Paired-sample *t*-test (also called, dependent-sample *t*-test) compares means between two groups of observations that are NOT independent. For example, when you collected pre-test and post-test scores from the same group of students, the pre-test and post-test scores came from the same person (i.e., a within-subject design). Individuals with high pre-test scores were also likely to get high post-test scores, and those with lower pre-test scores were likely to have low post-test scores. In other words, the pre-test and post-test scores were correlated; they were NOT independent. Therefore, the assumption of *independence observation* was violated. We cannot just compare the means of pre- and post-test. Instead, we need to *pair up* the pre- and post-test scores and calcualte a difference (*D*) score for each person.

Let’s consider an example

```
p_id <- c(1:10) # participant's ID
pre <- c(3, 5, 8, 8, 6, 9, 2, 3, 7, 5) #pre-test scores
post <- c(5, 8, 9, 10, 5, 9, 4, 2, 10, 7) #post-test scores
dat <- data.frame(p_id, pre, post) # create a data frame
dat
```

```
## p_id pre post
## 1 1 3 5
## 2 2 5 8
## 3 3 8 9
## 4 4 8 10
## 5 5 6 5
## 6 6 9 9
## 7 7 2 4
## 8 8 3 2
## 9 9 7 10
## 10 10 5 7
```

We calculate the difference score (*D* = post - pre) for each person.

```
dat$D <- dat$post - dat$pre # calculate D score for each participant
dat
```

```
## p_id pre post D
## 1 1 3 5 2
## 2 2 5 8 3
## 3 3 8 9 1
## 4 4 8 10 2
## 5 5 6 5 -1
## 6 6 9 9 0
## 7 7 2 4 2
## 8 8 3 2 -1
## 9 9 7 10 3
## 10 10 5 7 2
```

```
library(psych)
describe(dat$D)
```

```
## vars n mean sd median trimmed mad min max range skew kurtosis se
## X1 1 10 1.3 1.49 2 1.38 1.48 -1 3 4 -0.46 -1.47 0.47
```

On average, the scores went up by 1.3 points (*SD* = 1.4944341). We would like to test whether this score increase was statistically significant. The null hypothesis for this test was that pre- and post-test were not different, i.e., *pre* - *post* = *D* = 0. Therefore, \[H_0: \mu_d = 0\].

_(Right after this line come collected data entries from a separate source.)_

//! Axum route handlers for the authenticated hunter's own profile.

use axum::{extract::State, Extension, Json};
use serde::{Deserialize, Serialize};
use tracing::info;

use crate::auth::CurrentHunter;
use crate::errors::AppError;
use crate::extract::ApiJson;
use crate::models::hunter::{Hunter, ProfileChanges, Rank};
use crate::models::resume::ResumeSummary;
use crate::resumes::stats::{activity_for, stats_for, ActivityDay, ResumeStats, DASHBOARD_ACTIVITY_DAYS};
use crate::state::AppState;
use crate::validation::{check_email, check_name, FieldErrors};

pub const DASHBOARD_RECENT_RESUMES: i64 = 5;

// ────────────────────────────────────────────────────────────────────────────
// Request / Response types
// ────────────────────────────────────────────────────────────────────────────

/// Only these fields are writable through the profile route. Rank, level,
/// experience and the activity flag are ignored if sent.
#[derive(Debug, Default, Deserialize)]
#[serde(default)]
pub struct UpdateProfileRequest {
    pub name: Option<String>,
    pub email: Option<String>,
}

#[derive(Debug, Serialize)]
pub struct ProfileResponse {
    pub hunter: Hunter,
    pub stats: ResumeStats,
}

#[derive(Debug, Serialize)]
pub struct DashboardResponse {
    pub recent_resumes: Vec<ResumeSummary>,
    pub activity: Vec<ActivityDay>,
    pub level: i32,
    pub rank: Rank,
    pub experience: i32,
}

pub fn validate_profile_update(req: UpdateProfileRequest) -> Result<ProfileChanges, AppError> {
    let mut errors = FieldErrors::new();
    let name = req.name.map(|raw| check_name(&mut errors, "name", &raw));
    let email = req.email.map(|raw| check_email(&mut errors, "email", &raw));
    errors.finish(ProfileChanges {
        name,
        email,
        avatar: None,
    })
}

// ────────────────────────────────────────────────────────────────────────────
// Handlers
// ────────────────────────────────────────────────────────────────────────────

/// GET /api/v1/users/profile
pub async fn handle_get_profile(
    State(state): State<AppState>,
    Extension(CurrentHunter(hunter)): Extension<CurrentHunter>,
) -> Result<Json<ProfileResponse>, AppError> {
    let stats = stats_for(state.resumes.as_ref(), hunter.id).await?;
    Ok(Json(ProfileResponse { hunter, stats }))
}

/// PUT /api/v1/users/profile
pub async fn handle_update_profile(
    State(state): State<AppState>,
    Extension(CurrentHunter(hunter)): Extension<CurrentHunter>,
    ApiJson(req): ApiJson<UpdateProfileRequest>,
) -> Result<Json<Hunter>, AppError> {
    let changes = validate_profile_update(req)?;
    let updated = state
        .hunters
        .update_profile(hunter.id, changes)
        .await?
        .ok_or(AppError::Unauthorized)?;

    info!("Hunter {} updated profile", updated.id);
    Ok(Json(updated))
}

/// POST /api/v1/users/deactivate
///
/// Tokens already issued to this hunter stop working at the gate.
pub async fn handle_deactivate(
    State(state): State<AppState>,
    Extension(CurrentHunter(hunter)): Extension<CurrentHunter>,
) -> Result<Json<Hunter>, AppError> {
    let deactivated = state
        .hunters
        .deactivate(hunter.id)
        .await?
        .ok_or(AppError::Unauthorized)?;

    info!("Hunter {} deactivated", deactivated.id);
    Ok(Json(deactivated))
}

/// GET /api/v1/users/dashboard
pub async fn handle_dashboard(
    State(state): State<AppState>,
    Extension(CurrentHunter(hunter)): Extension<CurrentHunter>,
) -> Result<Json<DashboardResponse>, AppError> {
    let recent_resumes = state
        .resumes
        .recent(hunter.id, DASHBOARD_RECENT_RESUMES)
        .await?;
    let activity = activity_for(state.resumes.as_ref(), hunter.id, DASHBOARD_ACTIVITY_DAYS).await?;

    Ok(Json(DashboardResponse {
        recent_resumes,
        activity,
        level: hunter.level,
        rank: hunter.rank,
        experience: hunter.experience,
    }))
}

At this point, we only need to test one variable, *D*, whether it is different from zero. Therefore, we can use the formula \[\begin{aligned}
t &= \frac{\bar{D} - \mu_d}{SE_D} \\
&= \frac{\bar{D} - 0}{SE_D} \\
&=\frac{\bar{D}}{SE_D}
\end{aligned}\].

We will need \(\bar{D}\) and its standard error. Recall that \(SE = SD/\sqrt{N}\)

```
n <- nrow(dat) # get sample size N
n
```

`## [1] 10`

```
se_D <- sd(dat$D)/sqrt(n) # calculate SE
se_D
```

`## [1] 0.4725816`

```
t <- mean(dat$D)/se_D # calculate t
t
```

`## [1] 2.750848`

Now we have the *t* value. To test whether it is significant, we would compare it the \(t_{critical}\) at a corresponding *df*, which is *N* -1 = 9. You can do this by looking up the *t* table or use *t*-test calculator on the internet.

`t.test()`

The base R provides the `t.test()`

function to make it easier for us to conduct *t*-tests. For paired t-test, you would use `t.test(score1, score2, paired = TRUE)`

. The function will subtract `score2`

from `score1`

(i.e., `score1`

- `score2`

). Therefore, it would make sense to the post-test in the `score1`

position.

`t.test(dat$post, dat$pre, paired = TRUE)`

```
##
## Paired t-test
##
## data: dat$post and dat$pre
## t = 2.7508, df = 9, p-value = 0.02245
## alternative hypothesis: true difference in means is not equal to 0
## 95 percent confidence interval:
## 0.2309462 2.3690538
## sample estimates:
## mean of the differences
## 1.3
```

The output includes the *t* value, its degrees of freedom (*df*), and the *p*-value to help determine whether it is statistically significantly different from 0. The function also gives use the 95% CI for the difference scores. The interval [0.23, 2.37] has a very high chance to capture the population mean of the difference scores. Note that the 95% CI does not include zero.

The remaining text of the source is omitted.